» **TASK**
Output only these lines, set down exactly: the one containing "pub fn run_after(&self, call: &mut" and each line after it through the end of the records.

» **Stored data**
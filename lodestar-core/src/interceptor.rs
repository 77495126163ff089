//! Interceptor - Hooks run around a resource operation
//!
//! Ordering contract:
//!
//! - `before` hooks run in registration order
//! - the operation runs only if no `before` hook recorded an error
//! - `after` hooks run in reverse registration order, and only if the
//!   operation succeeded
//!
//! The first error diagnostic recorded by a hook or the operation stops the
//! chain; nothing after it runs.

use crate::diagnostics::Diagnostics;

/// A hook around an operation on call data `C`
pub trait Interceptor<C>: Send + Sync {
    /// Name used in log output
    fn name(&self) -> &'static str;

    fn before(&self, _call: &mut C, _diags: &mut Diagnostics) {}

    fn after(&self, _call: &mut C, _diags: &mut Diagnostics) {}
}

/// Ordered list of interceptors
pub struct Interceptors<C> {
    interceptors: Vec<Box<dyn Interceptor<C>>>,
}

impl<C> Default for Interceptors<C> {
    fn default() -> Self {
        Self {
            interceptors: Vec::new(),
        }
    }
}

impl<C> Interceptors<C> {
    pub fn new() -> Self {
        Self::default()
    }

    pub fn push(&mut self, interceptor: impl Interceptor<C> + 'static) {
        self.interceptors.push(Box::new(interceptor));
    }

    pub fn with(mut self, interceptor: impl Interceptor<C> + 'static) -> Self {
        self.push(interceptor);
        self
    }

    pub fn len(&self) -> usize {
        self.interceptors.len()
    }

    pub fn is_empty(&self) -> bool {
        self.interceptors.is_empty()
    }

    /// Run `operation` wrapped by every interceptor
    pub fn run<F>(&self, call: &mut C, operation: F) -> Diagnostics
    where
        F: FnOnce(&mut C, &mut Diagnostics),
    {
        let mut diags = Diagnostics::new();

        if !self.run_before(call, &mut diags) {
            return diags;
        }

        operation(call, &mut diags);
        if diags.has_error() {
            return diags;
        }

        self.run_after(call, &mut diags);
        diags
    }

    /// Run the `before` hooks; `false` if one of them recorded an error
    ///
    /// For operations that cannot be expressed as a closure (e.g. async
    /// calls), pair with [`Interceptors::run_after`].
    pub fn run_before(&self, call: &mut C, diags: &mut Diagnostics) -> bool {
        for interceptor in &self.interceptors {
            log::trace!("interceptor {} before", interceptor.name());
            interceptor.before(call, diags);
            if diags.has_error() {
                return false;
            }
        }
        true
    }

    /// Run the `after` hooks in reverse order, stopping at the first error
    pub fn run_after(&self, call: &mut C, diags: &mut Diagnostics) {
        for interceptor in self.interceptors.iter().rev() {
            log::trace!("interceptor {} after", interceptor.name());
            interceptor.after(call, diags);
            if diags.has_error() {
                break;
            }
        }
    }
}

» **YOUR RESPONSE**
    pub fn run_after(&self, call: &mut C, diags: &mut Diagnostics) {
        for interceptor in self.interceptors.iter().rev() {
            log::trace!("interceptor {} after", interceptor.name());
            interceptor.after(call, diags);
            if diags.has_error() {
                break;
            }
        }
    }
}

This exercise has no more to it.